(Stored items)
☆ ☆ ☆ ☆ ☆

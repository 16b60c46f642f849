use jiff::{SignedDuration, Timestamp};
use schemars::JsonSchema;
use serde::{Deserialize, Serialize};

use crate::problem::capacity::Capacity;

/// Versioned snapshot of hard constraints and soft weights, captured once
/// per run. Relaxation only ever produces a new version.
#[derive(Deserialize, Serialize, JsonSchema, Debug, Clone, PartialEq)]
pub struct ConstraintSet {
    #[serde(default)]
    version: u32,
    #[serde(default = "Timestamp::now")]
    created_at: Timestamp,
    #[serde(default)]
    hard: HardConstraints,
    #[serde(default)]
    weights: CostWeights,
    #[serde(default)]
    relaxation: Relaxation,
}

#[derive(Deserialize, Serialize, JsonSchema, Debug, Clone, PartialEq)]
#[serde(default)]
pub struct HardConstraints {
    /// Lateness tolerated beyond a stop's latest arrival. Lateness within the
    /// tolerance is penalized, beyond it the position is infeasible.
    pub max_lateness: SignedDuration,
    pub enforce_driver_hours: bool,
    pub enforce_zones: bool,
}

impl Default for HardConstraints {
    fn default() -> Self {
        HardConstraints {
            max_lateness: SignedDuration::from_mins(30),
            enforce_driver_hours: true,
            enforce_zones: true,
        }
    }
}

#[derive(Deserialize, Serialize, JsonSchema, Debug, Clone, PartialEq)]
#[serde(default)]
pub struct CostWeights {
    pub distance_per_km: f64,
    pub duration_per_hour: f64,
    pub lateness_per_minute: f64,
    pub capacity_overage_per_unit: f64,
    /// Applied to the square of each route's duration in hours.
    pub workload_balance: f64,
    pub unassigned_stop: f64,
}

impl Default for CostWeights {
    fn default() -> Self {
        CostWeights {
            distance_per_km: 1.0,
            duration_per_hour: 20.0,
            lateness_per_minute: 2.0,
            capacity_overage_per_unit: 50.0,
            workload_balance: 0.0,
            unassigned_stop: 100_000.0,
        }
    }
}

#[derive(Deserialize, Serialize, JsonSchema, Debug, Clone, PartialEq, Default)]
#[serde(default)]
pub struct Relaxation {
    pub extra_lateness: SignedDuration,
    pub capacity_overage_ratio: f64,
}

impl Default for ConstraintSet {
    fn default() -> Self {
        ConstraintSet::new(HardConstraints::default(), CostWeights::default())
    }
}

impl ConstraintSet {
    pub fn new(hard: HardConstraints, weights: CostWeights) -> Self {
        ConstraintSet {
            version: 1,
            created_at: Timestamp::now(),
            hard,
            weights,
            relaxation: Relaxation::default(),
        }
    }

    pub fn version(&self) -> u32 {
        self.version
    }

    pub fn created_at(&self) -> Timestamp {
        self.created_at
    }

    pub fn hard(&self) -> &HardConstraints {
        &self.hard
    }

    pub fn weights(&self) -> &CostWeights {
        &self.weights
    }

    pub fn relaxation(&self) -> &Relaxation {
        &self.relaxation
    }

    pub fn is_relaxed(&self) -> bool {
        self.relaxation != Relaxation::default()
    }

    pub fn lateness_tolerance(&self) -> SignedDuration {
        self.hard.max_lateness + self.relaxation.extra_lateness
    }

    /// Load a vehicle may carry, overage included.
    pub fn capacity_limit(&self, capacity: &Capacity) -> Capacity {
        capacity.scaled(1.0 + self.relaxation.capacity_overage_ratio)
    }

    pub fn relaxed(&self, relaxation: Relaxation) -> ConstraintSet {
        ConstraintSet {
            version: self.version + 1,
            created_at: Timestamp::now(),
            hard: self.hard.clone(),
            weights: self.weights.clone(),
            relaxation,
        }
    }
}
/// `enumerate` yielding typed indices instead of `usize`.
pub struct IndexedIter<I, Idx> {
    inner: std::iter::Enumerate<I>,
    _marker: std::marker::PhantomData<Idx>,
}

pub trait EnumerateIdx<Idx>: Iterator + Sized {
    fn enumerate_idx(self) -> IndexedIter<Self, Idx> {
        IndexedIter {
            inner: self.enumerate(),
            _marker: std::marker::PhantomData,
        }
    }
}

impl<I: Iterator, Idx> EnumerateIdx<Idx> for I {}

impl<I: Iterator, Idx: From<usize>> Iterator for IndexedIter<I, Idx> {
    type Item = (Idx, I::Item);

    fn next(&mut self) -> Option<Self::Item> {
        self.inner.next().map(|(i, item)| (Idx::from(i), item))
    }

    fn size_hint(&self) -> (usize, Option<usize>) {
        self.inner.size_hint()
    }
}
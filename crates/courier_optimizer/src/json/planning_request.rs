use std::sync::Arc;

use courier_matrix_providers::travel_matrix_client::TravelMatrixClient;
use tracing::{debug, info, instrument, warn};

use crate::{
    json::types::JsonPlanningRequest,
    problem::{
        location::{Location, LocationIdx},
        planning_problem::{PlanningProblem, PlanningProblemBuilder},
        provider_oracle::pair_oracle,
        travel_costs::{DistanceMetric, StraightLineOracle, TravelCosts},
    },
    timer_debug,
};

impl JsonPlanningRequest {
    /// Builds the problem snapshot. The depot is location 0, followed by the
    /// vehicles starting elsewhere and one location per stop.
    ///
    /// Up to `matrix_threshold` locations the full matrix is fetched before
    /// returning, above it pairs are asked to the provider on demand and
    /// memoized.
    #[instrument(skip_all, level = "debug", fields(depot_id = %self.depot_id))]
    pub async fn build_problem(
        self,
        client: &Arc<TravelMatrixClient>,
        matrix_threshold: usize,
    ) -> anyhow::Result<PlanningProblem> {
        let provider = self.cost_provider.unwrap_or_default();

        let mut locations = vec![Location::from(&self.depot)];
        let depot_location_id = LocationIdx::new(0);

        let vehicles = self
            .vehicles
            .into_iter()
            .map(|vehicle| {
                let start_location_id = match &vehicle.start_location {
                    Some(start) => {
                        locations.push(Location::from(start));
                        LocationIdx::new(locations.len() - 1)
                    }
                    None => depot_location_id,
                };
                vehicle.into_vehicle(start_location_id)
            })
            .collect::<Vec<_>>();

        let stops = self
            .stops
            .into_iter()
            .map(|stop| {
                locations.push(Location::from(&stop.location));
                stop.into_stop(LocationIdx::new(locations.len() - 1))
            })
            .collect::<Vec<_>>();

        let oracle = pair_oracle(client, &provider);
        let fallback = StraightLineOracle::new(DistanceMetric::Haversine, client.fallback_speed_kmh());

        let travel_costs = if locations.len() <= matrix_threshold {
            let matrices = timer_debug!(
                "fetch_matrix",
                client.fetch_matrix(&locations, &provider).await?
            );
            let estimated = matrices.estimated_pairs();
            if estimated > 0 {
                warn!("{estimated} travel pairs are straight-line estimates");
            }
            TravelCosts::from_matrices(matrices, oracle, fallback)
        } else {
            info!(
                "{} locations above the matrix threshold of {matrix_threshold}, costs are computed on demand",
                locations.len()
            );
            TravelCosts::lazy(oracle, fallback)
        };

        debug!(
            "Problem with {} stops, {} vehicles and {} drivers",
            stops.len(),
            vehicles.len(),
            self.drivers.len()
        );

        let mut builder = PlanningProblemBuilder::default();
        builder
            .set_depot_id(self.depot_id)
            .set_date(self.date)
            .set_locations(locations)
            .set_stops(stops)
            .set_vehicles(vehicles)
            .set_drivers(self.drivers.into_iter().map(Into::into).collect())
            .set_travel_costs(travel_costs);

        Ok(builder.build())
    }
}
use schemars::schema_for;

use crate::json::types;

pub fn generate_json_schema() -> Result<String, serde_json::Error> {
    serde_json::to_string_pretty(&schema_for!(types::JsonPlanningRequest))
}
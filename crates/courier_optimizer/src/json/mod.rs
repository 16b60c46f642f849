pub mod planning_request;
pub mod schema;
pub mod types;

☆ ☆ ☆ ☆ ☆

» **The task**: Word for word, output the records that appear above.

» **Response below**:
repository 16b60c46f642f849
use jiff::{SignedDuration, Timestamp};
use schemars::JsonSchema;
use serde::{Deserialize, Serialize};

use crate::problem::capacity::Capacity;

/// Versioned snapshot of hard constraints and soft weights, captured once
/// per run. Relaxation only ever produces a new version.
#[derive(Deserialize, Serialize, JsonSchema, Debug, Clone, PartialEq)]
pub struct ConstraintSet {
    #[serde(default)]
    version: u32,
    #[serde(default = "Timestamp::now")]
    created_at: Timestamp,
    #[serde(default)]
    hard: HardConstraints,
    #[serde(default)]
    weights: CostWeights,
    #[serde(default)]
    relaxation: Relaxation,
}

#[derive(Deserialize, Serialize, JsonSchema, Debug, Clone, PartialEq)]
#[serde(default)]
pub struct HardConstraints {
    /// Lateness tolerated beyond a stop's latest arrival. Lateness within the
    /// tolerance is penalized, beyond it the position is infeasible.
    pub max_lateness: SignedDuration,
    pub enforce_driver_hours: bool,
    pub enforce_zones: bool,
}

impl Default for HardConstraints {
    fn default() -> Self {
        HardConstraints {
            max_lateness: SignedDuration::from_mins(30),
            enforce_driver_hours: true,
            enforce_zones: true,
        }
    }
}

#[derive(Deserialize, Serialize, JsonSchema, Debug, Clone, PartialEq)]
#[serde(default)]
pub struct CostWeights {
    pub distance_per_km: f64,
    pub duration_per_hour: f64,
    pub lateness_per_minute: f64,
    pub capacity_overage_per_unit: f64,
    /// Applied to the square of each route's duration in hours.
    pub workload_balance: f64,
    pub unassigned_stop: f64,
}

impl Default for CostWeights {
    fn default() -> Self {
        CostWeights {
            distance_per_km: 1.0,
            duration_per_hour: 20.0,
            lateness_per_minute: 2.0,
            capacity_overage_per_unit: 50.0,
            workload_balance: 0.0,
            unassigned_stop: 100_000.0,
        }
    }
}

#[derive(Deserialize, Serialize, JsonSchema, Debug, Clone, PartialEq, Default)]
#[serde(default)]
pub struct Relaxation {
    pub extra_lateness: SignedDuration,
    pub capacity_overage_ratio: f64,
}

impl Default for ConstraintSet {
    fn default() -> Self {
        ConstraintSet::new(HardConstraints::default(), CostWeights::default())
    }
}

impl ConstraintSet {
    pub fn new(hard: HardConstraints, weights: CostWeights) -> Self {
        ConstraintSet {
            version: 1,
            created_at: Timestamp::now(),
            hard,
            weights,
            relaxation: Relaxation::default(),
        }
    }

    pub fn version(&self) -> u32 {
        self.version
    }

    pub fn created_at(&self) -> Timestamp {
        self.created_at
    }

    pub fn hard(&self) -> &HardConstraints {
        &self.hard
    }

    pub fn weights(&self) -> &CostWeights {
        &self.weights
    }

    pub fn relaxation(&self) -> &Relaxation {
        &self.relaxation
    }

    pub fn is_relaxed(&self) -> bool {
        self.relaxation != Relaxation::default()
    }

    pub fn lateness_tolerance(&self) -> SignedDuration {
        self.hard.max_lateness + self.relaxation.extra_lateness
    }

    /// Load a vehicle may carry, overage included.
    pub fn capacity_limit(&self, capacity: &Capacity) -> Capacity {
        capacity.scaled(1.0 + self.relaxation.capacity_overage_ratio)
    }

    pub fn relaxed(&self, relaxation: Relaxation) -> ConstraintSet {
        ConstraintSet {
            version: self.version + 1,
            created_at: Timestamp::now(),
            hard: self.hard.clone(),
            weights: self.weights.clone(),
            relaxation,
        }
    }
}
/// `enumerate` yielding typed indices instead of `usize`.
pub struct IndexedIter<I, Idx> {
    inner: std::iter::Enumerate<I>,
    _marker: std::marker::PhantomData<Idx>,
}

pub trait EnumerateIdx<Idx>: Iterator + Sized {
    fn enumerate_idx(self) -> IndexedIter<Self, Idx> {
        IndexedIter {
            inner: self.enumerate(),
            _marker: std::marker::PhantomData,
        }
    }
}

impl<I: Iterator, Idx> EnumerateIdx<Idx> for I {}

impl<I: Iterator, Idx: From<usize>> Iterator for IndexedIter<I, Idx> {
    type Item = (Idx, I::Item);

    fn next(&mut self) -> Option<Self::Item> {
        self.inner.next().map(|(i, item)| (Idx::from(i), item))
    }

    fn size_hint(&self) -> (usize, Option<usize>) {
        self.inner.size_hint()
    }
}
filename crates/courier_optimizer/src/json/planning_request.rs
use std::sync::Arc;

use courier_matrix_providers::travel_matrix_client::TravelMatrixClient;
use tracing::{debug, info, instrument, warn};

use crate::{
    json::types::JsonPlanningRequest,
    problem::{
        location::{Location, LocationIdx},
        planning_problem::{PlanningProblem, PlanningProblemBuilder},
        provider_oracle::pair_oracle,
        travel_costs::{DistanceMetric, StraightLineOracle, TravelCosts},
    },
    timer_debug,
};

impl JsonPlanningRequest {
    /// Builds the problem snapshot. The depot is location 0, followed by the
    /// vehicles starting elsewhere and one location per stop.
    ///
    /// Up to `matrix_threshold` locations the full matrix is fetched before
    /// returning, above it pairs are asked to the provider on demand and
    /// memoized.
    #[instrument(skip_all, level = "debug", fields(depot_id = %self.depot_id))]
    pub async fn build_problem(
        self,
        client: &Arc<TravelMatrixClient>,
        matrix_threshold: usize,
    ) -> anyhow::Result<PlanningProblem> {
        let provider = self.cost_provider.unwrap_or_default();

        let mut locations = vec![Location::from(&self.depot)];
        let depot_location_id = LocationIdx::new(0);

        let vehicles = self
            .vehicles
            .into_iter()
            .map(|vehicle| {
                let start_location_id = match &vehicle.start_location {
                    Some(start) => {
                        locations.push(Location::from(start));
                        LocationIdx::new(locations.len() - 1)
                    }
                    None => depot_location_id,
                };
                vehicle.into_vehicle(start_location_id)
            })
            .collect::<Vec<_>>();

        let stops = self
            .stops
            .into_iter()
            .map(|stop| {
                locations.push(Location::from(&stop.location));
                stop.into_stop(LocationIdx::new(locations.len() - 1))
            })
            .collect::<Vec<_>>();

        let oracle = pair_oracle(client, &provider);
        let fallback = StraightLineOracle::new(DistanceMetric::Haversine, client.fallback_speed_kmh());

        let travel_costs = if locations.len() <= matrix_threshold {
            let matrices = timer_debug!(
                "fetch_matrix",
                client.fetch_matrix(&locations, &provider).await?
            );
            let estimated = matrices.estimated_pairs();
            if estimated > 0 {
                warn!("{estimated} travel pairs are straight-line estimates");
            }
            TravelCosts::from_matrices(matrices, oracle, fallback)
        } else {
            info!(
                "{} locations above the matrix threshold of {matrix_threshold}, costs are computed on demand",
                locations.len()
            );
            TravelCosts::lazy(oracle, fallback)
        };

        debug!(
            "Problem with {} stops, {} vehicles and {} drivers",
            stops.len(),
            vehicles.len(),
            self.drivers.len()
        );

        let mut builder = PlanningProblemBuilder::default();
        builder
            .set_depot_id(self.depot_id)
            .set_date(self.date)
            .set_locations(locations)
            .set_stops(stops)
            .set_vehicles(vehicles)
            .set_drivers(self.drivers.into_iter().map(Into::into).collect())
            .set_travel_costs(travel_costs);

        Ok(builder.build())
    }
}
use schemars::schema_for;

use crate::json::types;

pub fn generate_json_schema() -> Result<String, serde_json::Error> {
    serde_json::to_string_pretty(&schema_for!(types::JsonPlanningRequest))
}
filename crates/courier_optimizer/src/json/mod.rs
repository 16b60c46f642f849
pub mod planning_request;
pub mod schema;
pub mod types;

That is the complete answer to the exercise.